*Task description:*
Whichever lines include the word "report", copy them as they appear in the data.

*Data to use:*
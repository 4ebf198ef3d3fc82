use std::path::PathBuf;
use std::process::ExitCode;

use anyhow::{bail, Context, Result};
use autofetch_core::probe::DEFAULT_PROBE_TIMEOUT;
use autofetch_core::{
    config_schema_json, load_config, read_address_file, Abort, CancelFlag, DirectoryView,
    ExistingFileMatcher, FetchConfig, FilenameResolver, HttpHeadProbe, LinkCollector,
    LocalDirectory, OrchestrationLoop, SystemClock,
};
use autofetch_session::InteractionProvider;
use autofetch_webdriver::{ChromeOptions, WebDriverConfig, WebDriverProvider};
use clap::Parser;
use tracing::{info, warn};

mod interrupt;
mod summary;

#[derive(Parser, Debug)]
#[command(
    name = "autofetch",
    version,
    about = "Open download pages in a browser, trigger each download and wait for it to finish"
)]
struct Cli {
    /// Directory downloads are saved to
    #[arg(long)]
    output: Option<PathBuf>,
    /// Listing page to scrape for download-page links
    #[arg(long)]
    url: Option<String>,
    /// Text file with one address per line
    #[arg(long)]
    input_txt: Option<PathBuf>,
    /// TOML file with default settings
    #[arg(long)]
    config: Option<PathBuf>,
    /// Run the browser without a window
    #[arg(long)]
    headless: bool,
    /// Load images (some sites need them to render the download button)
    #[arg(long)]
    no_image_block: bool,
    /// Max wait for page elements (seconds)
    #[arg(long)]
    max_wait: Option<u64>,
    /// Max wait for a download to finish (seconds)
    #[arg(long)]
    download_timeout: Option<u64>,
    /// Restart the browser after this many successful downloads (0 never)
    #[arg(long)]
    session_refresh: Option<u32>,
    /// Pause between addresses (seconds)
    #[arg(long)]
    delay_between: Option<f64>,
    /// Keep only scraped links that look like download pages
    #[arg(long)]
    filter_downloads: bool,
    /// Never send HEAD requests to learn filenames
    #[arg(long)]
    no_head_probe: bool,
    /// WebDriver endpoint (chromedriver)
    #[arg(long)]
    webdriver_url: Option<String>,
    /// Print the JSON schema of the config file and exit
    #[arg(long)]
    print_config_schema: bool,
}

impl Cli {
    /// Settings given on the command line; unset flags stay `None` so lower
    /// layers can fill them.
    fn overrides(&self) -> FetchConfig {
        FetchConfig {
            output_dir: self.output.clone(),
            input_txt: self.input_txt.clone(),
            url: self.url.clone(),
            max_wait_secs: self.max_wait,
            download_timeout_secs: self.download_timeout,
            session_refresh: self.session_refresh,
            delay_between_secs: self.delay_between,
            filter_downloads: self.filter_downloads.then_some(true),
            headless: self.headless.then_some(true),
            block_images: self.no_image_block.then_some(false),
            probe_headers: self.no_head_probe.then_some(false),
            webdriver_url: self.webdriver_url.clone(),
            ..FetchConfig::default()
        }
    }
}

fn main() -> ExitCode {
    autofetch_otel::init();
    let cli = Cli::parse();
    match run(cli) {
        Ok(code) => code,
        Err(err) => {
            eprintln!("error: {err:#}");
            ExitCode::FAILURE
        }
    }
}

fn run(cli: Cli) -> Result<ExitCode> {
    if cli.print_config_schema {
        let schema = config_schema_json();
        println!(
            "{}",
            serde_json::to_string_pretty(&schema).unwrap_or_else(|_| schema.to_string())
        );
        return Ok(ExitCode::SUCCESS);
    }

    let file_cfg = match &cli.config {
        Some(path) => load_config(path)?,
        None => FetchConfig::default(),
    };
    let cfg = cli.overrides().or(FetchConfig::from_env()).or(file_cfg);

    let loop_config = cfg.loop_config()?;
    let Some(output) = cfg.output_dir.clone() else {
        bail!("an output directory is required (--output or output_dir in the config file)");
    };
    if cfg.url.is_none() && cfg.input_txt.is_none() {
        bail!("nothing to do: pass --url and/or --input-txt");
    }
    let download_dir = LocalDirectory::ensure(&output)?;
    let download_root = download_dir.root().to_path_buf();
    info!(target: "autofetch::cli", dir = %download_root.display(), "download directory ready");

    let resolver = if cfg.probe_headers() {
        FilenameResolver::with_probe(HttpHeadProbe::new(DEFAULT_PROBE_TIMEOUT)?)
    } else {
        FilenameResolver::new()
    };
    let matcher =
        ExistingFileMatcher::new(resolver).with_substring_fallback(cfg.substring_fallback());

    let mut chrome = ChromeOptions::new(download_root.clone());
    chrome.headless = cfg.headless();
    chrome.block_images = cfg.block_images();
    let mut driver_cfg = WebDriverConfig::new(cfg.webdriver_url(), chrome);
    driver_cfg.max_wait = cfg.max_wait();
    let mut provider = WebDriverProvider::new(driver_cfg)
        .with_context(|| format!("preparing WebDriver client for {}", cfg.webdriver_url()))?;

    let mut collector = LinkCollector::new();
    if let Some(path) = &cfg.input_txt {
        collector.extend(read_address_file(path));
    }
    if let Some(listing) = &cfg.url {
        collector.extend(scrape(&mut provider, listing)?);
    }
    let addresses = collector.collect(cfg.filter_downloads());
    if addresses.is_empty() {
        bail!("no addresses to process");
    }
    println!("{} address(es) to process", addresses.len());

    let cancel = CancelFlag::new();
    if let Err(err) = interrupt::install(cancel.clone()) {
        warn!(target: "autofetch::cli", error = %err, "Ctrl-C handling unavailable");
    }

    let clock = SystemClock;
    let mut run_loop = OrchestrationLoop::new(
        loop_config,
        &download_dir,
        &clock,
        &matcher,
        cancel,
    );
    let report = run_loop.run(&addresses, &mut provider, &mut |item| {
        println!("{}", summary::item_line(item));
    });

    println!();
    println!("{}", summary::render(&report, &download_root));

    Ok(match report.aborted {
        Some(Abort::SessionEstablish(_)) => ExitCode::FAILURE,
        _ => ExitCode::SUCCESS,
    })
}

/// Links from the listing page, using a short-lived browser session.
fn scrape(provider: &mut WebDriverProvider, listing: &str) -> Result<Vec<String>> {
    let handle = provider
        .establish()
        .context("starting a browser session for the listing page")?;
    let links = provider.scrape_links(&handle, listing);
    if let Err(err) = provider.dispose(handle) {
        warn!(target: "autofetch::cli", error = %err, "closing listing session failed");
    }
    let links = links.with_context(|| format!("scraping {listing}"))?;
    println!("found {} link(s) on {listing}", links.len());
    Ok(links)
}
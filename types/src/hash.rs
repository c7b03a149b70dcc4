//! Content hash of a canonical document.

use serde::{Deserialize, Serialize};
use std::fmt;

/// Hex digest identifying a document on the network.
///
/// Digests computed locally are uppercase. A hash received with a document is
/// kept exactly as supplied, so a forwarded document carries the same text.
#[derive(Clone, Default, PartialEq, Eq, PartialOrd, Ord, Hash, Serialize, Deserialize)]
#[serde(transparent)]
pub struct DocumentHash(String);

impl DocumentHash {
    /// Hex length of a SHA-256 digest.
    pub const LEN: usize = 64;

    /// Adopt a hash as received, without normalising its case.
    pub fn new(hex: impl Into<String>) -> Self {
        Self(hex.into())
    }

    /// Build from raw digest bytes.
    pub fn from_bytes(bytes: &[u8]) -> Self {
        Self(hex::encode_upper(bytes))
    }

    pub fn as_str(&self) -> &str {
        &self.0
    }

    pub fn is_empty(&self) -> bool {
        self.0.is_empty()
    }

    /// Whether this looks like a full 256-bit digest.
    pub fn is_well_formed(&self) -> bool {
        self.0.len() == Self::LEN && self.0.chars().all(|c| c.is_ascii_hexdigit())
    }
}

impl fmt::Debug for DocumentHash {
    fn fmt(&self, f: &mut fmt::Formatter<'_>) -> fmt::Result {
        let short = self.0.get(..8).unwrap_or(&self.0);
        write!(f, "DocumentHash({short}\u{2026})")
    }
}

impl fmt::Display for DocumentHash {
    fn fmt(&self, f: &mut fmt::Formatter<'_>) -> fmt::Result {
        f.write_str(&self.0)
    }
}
...
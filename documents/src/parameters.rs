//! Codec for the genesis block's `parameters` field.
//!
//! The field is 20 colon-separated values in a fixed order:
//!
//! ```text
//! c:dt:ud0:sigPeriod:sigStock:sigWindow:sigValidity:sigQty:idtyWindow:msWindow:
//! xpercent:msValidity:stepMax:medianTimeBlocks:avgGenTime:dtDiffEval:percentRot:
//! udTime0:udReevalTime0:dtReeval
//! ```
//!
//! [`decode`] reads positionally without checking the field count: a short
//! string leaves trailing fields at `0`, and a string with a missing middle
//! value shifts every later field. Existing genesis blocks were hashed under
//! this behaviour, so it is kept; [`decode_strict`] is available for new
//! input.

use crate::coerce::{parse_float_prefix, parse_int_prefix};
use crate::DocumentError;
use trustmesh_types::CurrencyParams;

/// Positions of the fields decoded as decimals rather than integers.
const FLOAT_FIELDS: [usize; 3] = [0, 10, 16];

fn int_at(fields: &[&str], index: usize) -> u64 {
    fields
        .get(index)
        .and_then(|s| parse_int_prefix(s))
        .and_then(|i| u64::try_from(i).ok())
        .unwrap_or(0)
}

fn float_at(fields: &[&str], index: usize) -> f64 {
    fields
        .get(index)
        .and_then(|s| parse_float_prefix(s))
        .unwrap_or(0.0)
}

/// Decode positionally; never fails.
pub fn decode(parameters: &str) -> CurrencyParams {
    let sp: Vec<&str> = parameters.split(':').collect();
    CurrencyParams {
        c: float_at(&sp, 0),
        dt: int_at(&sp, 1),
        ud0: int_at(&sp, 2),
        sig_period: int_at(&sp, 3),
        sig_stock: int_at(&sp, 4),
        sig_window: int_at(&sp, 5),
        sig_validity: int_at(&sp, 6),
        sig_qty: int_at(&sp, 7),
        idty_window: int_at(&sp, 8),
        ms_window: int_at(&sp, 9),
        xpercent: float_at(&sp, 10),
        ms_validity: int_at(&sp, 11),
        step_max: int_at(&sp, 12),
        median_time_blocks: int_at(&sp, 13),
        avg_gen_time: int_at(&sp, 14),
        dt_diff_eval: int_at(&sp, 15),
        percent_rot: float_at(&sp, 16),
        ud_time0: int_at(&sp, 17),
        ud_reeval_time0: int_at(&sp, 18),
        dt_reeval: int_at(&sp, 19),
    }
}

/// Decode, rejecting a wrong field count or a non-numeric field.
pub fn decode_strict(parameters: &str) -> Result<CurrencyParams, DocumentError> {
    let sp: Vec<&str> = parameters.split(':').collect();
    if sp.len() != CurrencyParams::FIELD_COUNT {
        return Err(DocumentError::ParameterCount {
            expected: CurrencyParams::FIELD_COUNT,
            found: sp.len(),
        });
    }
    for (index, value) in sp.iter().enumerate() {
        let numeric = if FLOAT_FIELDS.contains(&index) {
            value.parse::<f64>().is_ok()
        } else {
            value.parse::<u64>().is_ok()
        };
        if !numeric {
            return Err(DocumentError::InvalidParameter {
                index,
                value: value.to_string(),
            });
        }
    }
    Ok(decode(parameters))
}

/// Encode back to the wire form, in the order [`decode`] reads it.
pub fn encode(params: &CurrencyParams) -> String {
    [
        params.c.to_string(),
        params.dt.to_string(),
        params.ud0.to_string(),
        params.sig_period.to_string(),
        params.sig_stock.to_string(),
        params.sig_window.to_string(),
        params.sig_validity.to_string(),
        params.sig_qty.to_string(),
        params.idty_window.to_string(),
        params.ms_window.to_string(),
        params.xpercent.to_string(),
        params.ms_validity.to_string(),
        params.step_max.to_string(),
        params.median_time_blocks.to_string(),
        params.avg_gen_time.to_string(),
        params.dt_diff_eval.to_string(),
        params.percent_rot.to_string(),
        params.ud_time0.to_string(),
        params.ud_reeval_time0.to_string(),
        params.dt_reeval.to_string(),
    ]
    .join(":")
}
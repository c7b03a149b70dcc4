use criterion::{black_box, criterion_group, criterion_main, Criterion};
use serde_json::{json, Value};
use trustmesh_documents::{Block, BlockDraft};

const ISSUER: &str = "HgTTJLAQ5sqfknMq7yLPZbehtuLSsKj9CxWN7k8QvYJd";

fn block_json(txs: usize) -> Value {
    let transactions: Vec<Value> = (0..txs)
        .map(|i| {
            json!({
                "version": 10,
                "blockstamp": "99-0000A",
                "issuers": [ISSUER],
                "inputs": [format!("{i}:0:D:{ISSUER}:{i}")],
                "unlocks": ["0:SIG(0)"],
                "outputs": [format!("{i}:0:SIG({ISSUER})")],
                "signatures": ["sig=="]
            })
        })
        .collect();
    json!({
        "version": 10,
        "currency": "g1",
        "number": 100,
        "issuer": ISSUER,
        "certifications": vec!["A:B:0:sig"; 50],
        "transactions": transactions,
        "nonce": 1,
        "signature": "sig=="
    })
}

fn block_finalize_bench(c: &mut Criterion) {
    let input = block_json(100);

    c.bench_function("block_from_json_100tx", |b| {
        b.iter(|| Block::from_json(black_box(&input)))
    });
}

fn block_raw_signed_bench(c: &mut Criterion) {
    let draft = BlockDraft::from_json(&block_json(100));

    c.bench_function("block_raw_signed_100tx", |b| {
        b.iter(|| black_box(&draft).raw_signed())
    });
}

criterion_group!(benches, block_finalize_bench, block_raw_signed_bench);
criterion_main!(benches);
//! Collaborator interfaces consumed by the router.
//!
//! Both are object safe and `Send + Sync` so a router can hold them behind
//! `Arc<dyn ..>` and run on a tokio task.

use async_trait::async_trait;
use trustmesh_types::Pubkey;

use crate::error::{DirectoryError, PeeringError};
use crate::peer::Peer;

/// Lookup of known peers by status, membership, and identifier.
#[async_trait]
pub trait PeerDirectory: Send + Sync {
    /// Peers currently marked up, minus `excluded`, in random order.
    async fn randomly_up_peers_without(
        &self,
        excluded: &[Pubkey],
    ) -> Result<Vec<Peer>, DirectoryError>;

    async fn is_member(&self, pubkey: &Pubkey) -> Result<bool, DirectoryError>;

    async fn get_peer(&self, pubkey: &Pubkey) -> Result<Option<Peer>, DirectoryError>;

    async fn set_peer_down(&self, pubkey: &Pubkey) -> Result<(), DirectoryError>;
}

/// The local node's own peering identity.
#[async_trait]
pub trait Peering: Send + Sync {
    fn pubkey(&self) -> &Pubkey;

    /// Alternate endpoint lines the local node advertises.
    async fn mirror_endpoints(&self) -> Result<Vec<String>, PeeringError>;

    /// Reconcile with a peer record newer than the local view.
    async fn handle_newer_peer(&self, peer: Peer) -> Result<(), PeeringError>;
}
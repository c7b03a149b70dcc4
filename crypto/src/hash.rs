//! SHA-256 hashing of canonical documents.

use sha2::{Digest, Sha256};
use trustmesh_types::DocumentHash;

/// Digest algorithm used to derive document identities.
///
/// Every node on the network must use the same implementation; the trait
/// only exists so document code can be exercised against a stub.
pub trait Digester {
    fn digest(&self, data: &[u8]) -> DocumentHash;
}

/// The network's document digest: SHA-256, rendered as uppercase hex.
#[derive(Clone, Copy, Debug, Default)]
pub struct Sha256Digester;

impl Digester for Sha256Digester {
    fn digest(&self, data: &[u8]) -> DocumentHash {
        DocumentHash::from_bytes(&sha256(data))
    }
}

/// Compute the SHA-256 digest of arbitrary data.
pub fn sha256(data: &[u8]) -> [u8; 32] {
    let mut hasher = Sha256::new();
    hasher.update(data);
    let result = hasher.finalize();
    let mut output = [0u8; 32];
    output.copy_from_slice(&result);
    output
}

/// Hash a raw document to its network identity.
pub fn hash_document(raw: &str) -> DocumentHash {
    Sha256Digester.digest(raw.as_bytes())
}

*Output below:*
    let report = run_loop.run(&addresses, &mut provider, &mut |item| {
    println!("{}", summary::render(&report, &download_root));
    Ok(match report.aborted {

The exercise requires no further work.